» Exercise details
From the top of the entries below through the line containing "pub const PLUGIN_DESCRIPTION: &str", return every line exactly as written, please, and stop there.

Data excerpts

-*-*-

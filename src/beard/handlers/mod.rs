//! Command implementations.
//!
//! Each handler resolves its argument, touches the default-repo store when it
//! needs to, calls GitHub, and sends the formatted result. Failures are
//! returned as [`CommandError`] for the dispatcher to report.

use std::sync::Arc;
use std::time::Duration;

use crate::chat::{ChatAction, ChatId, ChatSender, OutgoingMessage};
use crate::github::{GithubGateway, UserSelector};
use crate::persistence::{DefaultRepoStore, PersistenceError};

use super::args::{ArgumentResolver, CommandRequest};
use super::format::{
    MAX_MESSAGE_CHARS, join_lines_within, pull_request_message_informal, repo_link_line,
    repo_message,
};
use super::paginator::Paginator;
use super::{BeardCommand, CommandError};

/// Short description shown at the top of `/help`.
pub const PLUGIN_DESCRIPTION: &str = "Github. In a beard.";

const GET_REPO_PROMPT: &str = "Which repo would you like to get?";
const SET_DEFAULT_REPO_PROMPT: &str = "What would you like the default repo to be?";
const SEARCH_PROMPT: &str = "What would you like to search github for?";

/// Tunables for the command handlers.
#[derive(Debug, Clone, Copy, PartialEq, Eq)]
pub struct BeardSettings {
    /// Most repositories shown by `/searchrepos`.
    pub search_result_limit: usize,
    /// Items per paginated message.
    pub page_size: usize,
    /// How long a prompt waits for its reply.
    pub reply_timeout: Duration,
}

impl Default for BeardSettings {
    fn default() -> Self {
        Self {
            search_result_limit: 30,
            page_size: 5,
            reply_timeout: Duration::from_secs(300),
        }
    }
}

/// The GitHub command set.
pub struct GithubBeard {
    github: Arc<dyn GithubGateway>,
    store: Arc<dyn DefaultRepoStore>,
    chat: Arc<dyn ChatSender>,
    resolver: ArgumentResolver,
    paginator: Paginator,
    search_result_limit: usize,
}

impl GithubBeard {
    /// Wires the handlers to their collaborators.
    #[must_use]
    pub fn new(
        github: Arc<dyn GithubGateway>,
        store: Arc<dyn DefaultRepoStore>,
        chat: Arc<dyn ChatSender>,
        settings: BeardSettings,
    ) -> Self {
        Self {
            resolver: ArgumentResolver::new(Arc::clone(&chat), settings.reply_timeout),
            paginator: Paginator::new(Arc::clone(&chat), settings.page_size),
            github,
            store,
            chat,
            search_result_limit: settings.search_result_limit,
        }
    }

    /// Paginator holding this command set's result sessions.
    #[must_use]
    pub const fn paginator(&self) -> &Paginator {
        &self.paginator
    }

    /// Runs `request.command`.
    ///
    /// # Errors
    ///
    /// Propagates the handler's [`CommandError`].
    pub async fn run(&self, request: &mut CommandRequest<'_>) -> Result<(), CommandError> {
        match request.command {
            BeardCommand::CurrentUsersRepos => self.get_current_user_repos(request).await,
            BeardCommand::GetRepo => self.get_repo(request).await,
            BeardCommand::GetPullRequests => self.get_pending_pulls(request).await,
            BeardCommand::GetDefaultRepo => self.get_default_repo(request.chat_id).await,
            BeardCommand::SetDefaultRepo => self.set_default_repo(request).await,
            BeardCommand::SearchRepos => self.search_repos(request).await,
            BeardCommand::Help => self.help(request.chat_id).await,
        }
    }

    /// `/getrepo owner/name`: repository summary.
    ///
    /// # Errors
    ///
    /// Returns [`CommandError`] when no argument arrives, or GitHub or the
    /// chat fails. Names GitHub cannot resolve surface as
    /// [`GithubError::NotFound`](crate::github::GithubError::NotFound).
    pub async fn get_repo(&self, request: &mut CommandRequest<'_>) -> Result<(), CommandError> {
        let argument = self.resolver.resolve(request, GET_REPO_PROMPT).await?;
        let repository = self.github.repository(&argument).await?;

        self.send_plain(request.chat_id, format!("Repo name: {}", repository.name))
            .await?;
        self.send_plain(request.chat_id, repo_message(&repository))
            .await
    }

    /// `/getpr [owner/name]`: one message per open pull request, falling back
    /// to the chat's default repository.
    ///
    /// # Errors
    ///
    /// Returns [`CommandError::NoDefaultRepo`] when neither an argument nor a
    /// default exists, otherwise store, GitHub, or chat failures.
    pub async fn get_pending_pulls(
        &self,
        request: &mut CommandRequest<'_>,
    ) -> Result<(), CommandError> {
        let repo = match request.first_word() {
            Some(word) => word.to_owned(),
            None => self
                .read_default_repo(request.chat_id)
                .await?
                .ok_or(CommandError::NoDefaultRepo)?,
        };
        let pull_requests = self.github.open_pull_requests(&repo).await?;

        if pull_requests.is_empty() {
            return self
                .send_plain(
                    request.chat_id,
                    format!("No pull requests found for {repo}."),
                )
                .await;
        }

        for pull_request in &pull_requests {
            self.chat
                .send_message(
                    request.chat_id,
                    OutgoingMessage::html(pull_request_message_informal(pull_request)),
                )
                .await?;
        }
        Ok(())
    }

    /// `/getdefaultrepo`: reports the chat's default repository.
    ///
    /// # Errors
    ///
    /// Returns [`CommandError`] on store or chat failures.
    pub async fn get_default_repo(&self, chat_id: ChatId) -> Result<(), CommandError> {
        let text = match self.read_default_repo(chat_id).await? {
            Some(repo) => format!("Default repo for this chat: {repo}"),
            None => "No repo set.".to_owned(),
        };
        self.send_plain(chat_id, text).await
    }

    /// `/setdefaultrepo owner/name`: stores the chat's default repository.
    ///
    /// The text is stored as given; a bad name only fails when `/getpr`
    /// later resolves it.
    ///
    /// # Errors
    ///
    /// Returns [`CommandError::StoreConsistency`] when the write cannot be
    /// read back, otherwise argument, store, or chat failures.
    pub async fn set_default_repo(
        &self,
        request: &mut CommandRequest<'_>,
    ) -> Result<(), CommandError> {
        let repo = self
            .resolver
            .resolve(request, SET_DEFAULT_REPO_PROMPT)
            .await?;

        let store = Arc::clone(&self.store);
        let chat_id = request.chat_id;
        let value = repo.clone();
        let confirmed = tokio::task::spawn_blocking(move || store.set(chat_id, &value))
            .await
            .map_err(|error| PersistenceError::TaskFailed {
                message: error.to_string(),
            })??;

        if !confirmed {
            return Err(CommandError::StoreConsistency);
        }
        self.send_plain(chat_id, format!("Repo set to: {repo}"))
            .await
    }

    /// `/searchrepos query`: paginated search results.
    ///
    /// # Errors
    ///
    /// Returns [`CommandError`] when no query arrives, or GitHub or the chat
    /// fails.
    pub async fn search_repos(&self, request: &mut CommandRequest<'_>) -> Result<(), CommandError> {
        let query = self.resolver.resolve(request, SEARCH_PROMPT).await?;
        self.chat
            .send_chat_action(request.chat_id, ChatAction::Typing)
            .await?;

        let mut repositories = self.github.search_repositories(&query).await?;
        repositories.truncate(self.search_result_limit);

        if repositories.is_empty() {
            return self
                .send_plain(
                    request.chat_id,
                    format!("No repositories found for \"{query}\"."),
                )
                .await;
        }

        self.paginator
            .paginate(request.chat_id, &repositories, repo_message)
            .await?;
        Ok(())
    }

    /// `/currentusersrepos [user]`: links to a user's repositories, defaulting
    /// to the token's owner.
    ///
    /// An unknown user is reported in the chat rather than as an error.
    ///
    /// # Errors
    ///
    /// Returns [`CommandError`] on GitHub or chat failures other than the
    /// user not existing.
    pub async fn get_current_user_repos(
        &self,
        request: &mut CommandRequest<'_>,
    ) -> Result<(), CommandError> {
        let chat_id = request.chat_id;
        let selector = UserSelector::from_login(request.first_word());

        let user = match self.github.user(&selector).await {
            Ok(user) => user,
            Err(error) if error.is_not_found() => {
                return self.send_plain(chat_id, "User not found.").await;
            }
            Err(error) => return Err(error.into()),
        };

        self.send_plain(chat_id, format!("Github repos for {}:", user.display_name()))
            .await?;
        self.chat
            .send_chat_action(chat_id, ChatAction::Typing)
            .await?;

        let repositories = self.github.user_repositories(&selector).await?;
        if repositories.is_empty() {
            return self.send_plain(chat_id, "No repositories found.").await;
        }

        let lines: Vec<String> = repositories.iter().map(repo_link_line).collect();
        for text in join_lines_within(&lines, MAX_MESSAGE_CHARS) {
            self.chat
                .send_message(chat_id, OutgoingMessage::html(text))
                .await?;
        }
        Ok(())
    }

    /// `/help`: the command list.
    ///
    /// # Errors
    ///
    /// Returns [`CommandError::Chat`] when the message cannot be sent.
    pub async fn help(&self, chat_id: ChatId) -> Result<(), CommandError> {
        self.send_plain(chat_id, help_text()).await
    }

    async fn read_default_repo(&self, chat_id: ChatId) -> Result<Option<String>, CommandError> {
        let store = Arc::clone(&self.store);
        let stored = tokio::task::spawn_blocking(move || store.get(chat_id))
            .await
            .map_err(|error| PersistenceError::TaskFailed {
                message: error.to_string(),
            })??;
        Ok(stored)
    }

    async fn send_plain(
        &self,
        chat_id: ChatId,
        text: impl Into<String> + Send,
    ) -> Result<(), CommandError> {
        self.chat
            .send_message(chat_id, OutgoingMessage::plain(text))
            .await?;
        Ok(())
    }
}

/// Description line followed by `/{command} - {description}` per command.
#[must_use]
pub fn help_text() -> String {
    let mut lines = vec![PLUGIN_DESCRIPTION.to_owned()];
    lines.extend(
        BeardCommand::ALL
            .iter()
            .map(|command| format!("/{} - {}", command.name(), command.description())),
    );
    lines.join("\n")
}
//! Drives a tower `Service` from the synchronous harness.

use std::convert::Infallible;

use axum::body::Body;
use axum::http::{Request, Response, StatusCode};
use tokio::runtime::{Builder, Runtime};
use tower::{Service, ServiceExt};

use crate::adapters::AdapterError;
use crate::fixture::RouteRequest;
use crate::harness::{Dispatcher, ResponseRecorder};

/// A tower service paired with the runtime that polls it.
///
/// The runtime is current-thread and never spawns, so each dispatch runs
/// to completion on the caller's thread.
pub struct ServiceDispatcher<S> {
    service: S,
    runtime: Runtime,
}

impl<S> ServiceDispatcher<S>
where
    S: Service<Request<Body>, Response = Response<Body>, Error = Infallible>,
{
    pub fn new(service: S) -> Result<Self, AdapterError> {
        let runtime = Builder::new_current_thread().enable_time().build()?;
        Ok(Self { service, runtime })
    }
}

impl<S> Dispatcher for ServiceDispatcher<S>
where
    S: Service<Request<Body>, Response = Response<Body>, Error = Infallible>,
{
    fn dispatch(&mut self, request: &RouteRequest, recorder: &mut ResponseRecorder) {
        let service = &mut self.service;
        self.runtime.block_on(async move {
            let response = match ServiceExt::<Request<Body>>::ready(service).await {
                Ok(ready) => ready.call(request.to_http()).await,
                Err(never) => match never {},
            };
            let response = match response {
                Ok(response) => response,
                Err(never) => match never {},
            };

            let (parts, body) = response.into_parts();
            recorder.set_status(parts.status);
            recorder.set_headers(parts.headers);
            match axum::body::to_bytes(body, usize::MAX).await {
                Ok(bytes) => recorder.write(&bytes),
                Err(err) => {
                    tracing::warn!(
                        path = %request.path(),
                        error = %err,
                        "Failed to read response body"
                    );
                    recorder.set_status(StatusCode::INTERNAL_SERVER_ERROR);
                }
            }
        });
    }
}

-*-*-

» Exercise response
filename src/beard/handlers/mod.rs
//! Command implementations.
//!
//! Each handler resolves its argument, touches the default-repo store when it
//! needs to, calls GitHub, and sends the formatted result. Failures are
//! returned as [`CommandError`] for the dispatcher to report.

use std::sync::Arc;
use std::time::Duration;

use crate::chat::{ChatAction, ChatId, ChatSender, OutgoingMessage};
use crate::github::{GithubGateway, UserSelector};
use crate::persistence::{DefaultRepoStore, PersistenceError};

use super::args::{ArgumentResolver, CommandRequest};
use super::format::{
    MAX_MESSAGE_CHARS, join_lines_within, pull_request_message_informal, repo_link_line,
    repo_message,
};
use super::paginator::Paginator;
use super::{BeardCommand, CommandError};

/// Short description shown at the top of `/help`.
pub const PLUGIN_DESCRIPTION: &str = "Github. In a beard.";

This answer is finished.